Isolation and properties of 5‐aminolevulinate synthase from the yeast Saccharomyces cerevisiae

Abstract

5-Aminolevulinate synthase from yeast mitochondria was purified to homogeneity for the 1st time. By using affinity chromatography on agarose-hexane-CoA, gel filtration and DEAE-Sepharose chromatography, the enzyme was purified .apprx. 7000-fold with an overall yield of 40%. The specific activity of the final preparation was 39,000 nmol of 5-aminolevulinate h-1 mg-1 of protein at 30.degree.

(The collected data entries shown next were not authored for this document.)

//! Frame header layout and volatile accessors.
//!
//! Every record in a term begins with this fixed 32-byte header. The
//! `frame_length` word doubles as the publication barrier between the
//! producer process and this reader: the producer writes the header and
//! payload first, then stores the length with release semantics, so an
//! acquire load observing a positive length proves the whole frame is
//! visible. A non-positive length means "not yet written" and stops a
//! scan without error.
//!
//! All values are native-endian (little-endian on all supported platforms).

use core::sync::atomic::Ordering;

use bitflags::bitflags;

use crate::region::Region;

/// Alignment of every frame in a term, in bytes.
pub const FRAME_ALIGNMENT: i32 = 32;

/// Length of the fixed frame header, in bytes.
pub const HEADER_LENGTH: i32 = 32;

/// Frame type word for end-of-term padding.
pub const FRAME_TYPE_PAD: u16 = 0x00;

/// Frame type word for data frames.
pub const FRAME_TYPE_DATA: u16 = 0x01;

pub const LENGTH_FIELD_OFFSET: usize = 0;
pub const VERSION_FIELD_OFFSET: usize = 4;
pub const FLAGS_FIELD_OFFSET: usize = 5;
pub const TYPE_FIELD_OFFSET: usize = 6;
pub const TERM_OFFSET_FIELD_OFFSET: usize = 8;
pub const SESSION_ID_FIELD_OFFSET: usize = 12;
pub const STREAM_ID_FIELD_OFFSET: usize = 16;
pub const TERM_ID_FIELD_OFFSET: usize = 20;
pub const RESERVED_VALUE_FIELD_OFFSET: usize = 24;

/// The fixed header that begins every frame in a term.
#[repr(C)]
pub struct FrameHeader {
    /// Total frame length in bytes, header included. Written last by the
    /// producer (release); read first by scanners (acquire).
    pub frame_length: i32,
    /// Protocol version of the frame.
    pub version: u8,
    /// Fragmentation flags, see [`FrameFlags`].
    pub flags: u8,
    /// Frame type: [`FRAME_TYPE_DATA`] or [`FRAME_TYPE_PAD`].
    pub frame_type: u16,
    /// Offset of this frame within its term.
    pub term_offset: i32,
    /// Session of the originating publisher.
    pub session_id: i32,
    /// Stream within the session.
    pub stream_id: i32,
    /// Term this frame was written into.
    pub term_id: i32,
    /// Application-reserved value.
    pub reserved_value: i64,
}

const _: () = assert!(core::mem::size_of::<FrameHeader>() == HEADER_LENGTH as usize);

bitflags! {
    /// Fragmentation flags carried in each frame header.
    #[derive(Debug, Clone, Copy, PartialEq, Eq, Hash)]
    pub struct FrameFlags: u8 {
        /// First fragment of a message.
        const BEGIN_FRAGMENT = 0b1000_0000;
        /// Last fragment of a message.
        const END_FRAGMENT   = 0b0100_0000;
        /// A message that fits in a single fragment.
        const UNFRAGMENTED   = Self::BEGIN_FRAGMENT.bits() | Self::END_FRAGMENT.bits();
    }
}

/// Pad a frame length out to [`FRAME_ALIGNMENT`].
#[inline]
pub const fn align_frame_length(length: i32) -> i32 {
    (length + (FRAME_ALIGNMENT - 1)) & !(FRAME_ALIGNMENT - 1)
}

/// Acquire-load the length word of the frame at `frame_offset`.
///
/// A positive result means the whole frame (header and payload) is
/// published and may be read plainly.
#[inline]
pub fn frame_length_volatile(term: &Region, frame_offset: i32) -> i32 {
    term.atomic_i32(frame_offset as usize + LENGTH_FIELD_OFFSET)
        .load(Ordering::Acquire)
}

/// Read the type word of the frame at `frame_offset`.
#[inline]
pub fn frame_type(term: &Region, frame_offset: i32) -> u16 {
    term.get_u16(frame_offset as usize + TYPE_FIELD_OFFSET)
}

/// Is the frame at `frame_offset` end-of-term padding?
#[inline]
pub fn is_padding_frame(term: &Region, frame_offset: i32) -> bool {
    frame_type(term, frame_offset) == FRAME_TYPE_PAD
}

/// Read the version byte of the frame at `frame_offset`.
#[inline]
pub fn frame_version(term: &Region, frame_offset: i32) -> u8 {
    term.get_u8(frame_offset as usize + VERSION_FIELD_OFFSET)
}

/// Read the flags byte of the frame at `frame_offset`.
#[inline]
pub fn frame_flags(term: &Region, frame_offset: i32) -> FrameFlags {
    FrameFlags::from_bits_retain(term.get_u8(frame_offset as usize + FLAGS_FIELD_OFFSET))
}

/// Read the term offset field of the frame at `frame_offset`.
#[inline]
pub fn frame_term_offset(term: &Region, frame_offset: i32) -> i32 {
    term.get_i32(frame_offset as usize + TERM_OFFSET_FIELD_OFFSET)
}

/// Read the session id of the frame at `frame_offset`.
#[inline]
pub fn frame_session_id(term: &Region, frame_offset: i32) -> i32 {
    term.get_i32(frame_offset as usize + SESSION_ID_FIELD_OFFSET)
}

/// Read the stream id of the frame at `frame_offset`.
#[inline]
pub fn frame_stream_id(term: &Region, frame_offset: i32) -> i32 {
    term.get_i32(frame_offset as usize + STREAM_ID_FIELD_OFFSET)
}

/// Read the term id of the frame at `frame_offset`.
#[inline]
pub fn frame_term_id(term: &Region, frame_offset: i32) -> i32 {
    term.get_i32(frame_offset as usize + TERM_ID_FIELD_OFFSET)
}

/// Read the reserved value of the frame at `frame_offset`.
#[inline]
pub fn frame_reserved_value(term: &Region, frame_offset: i32) -> i64 {
    term.get_i64(frame_offset as usize + RESERVED_VALUE_FIELD_OFFSET)
}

C. As judged by gel filtration, polyacrylamide gradient gel and sodium dodecyl sulfate polyacrylamide gel electrophoresis, the enzyme appeared to be composed of 2 identical subunits of a relative molecular mass [MW] of 53,000. Electrophoresis of sodium-dodecyl-sulfate-solubilized yeast homogenate followed by immune replica analysis showed that the value of 53,000 is the MW of a non-degraded form. The purified enzyme had an isoelectric point of 5.3 and a pH optimum of 7.4. Pyridoxal 5''-phosphate was an essential cofactor. The enzyme activity was sensitive to thiol blocking reagents. Hemin, but not heme, inhibited the activity of the purified enzyme.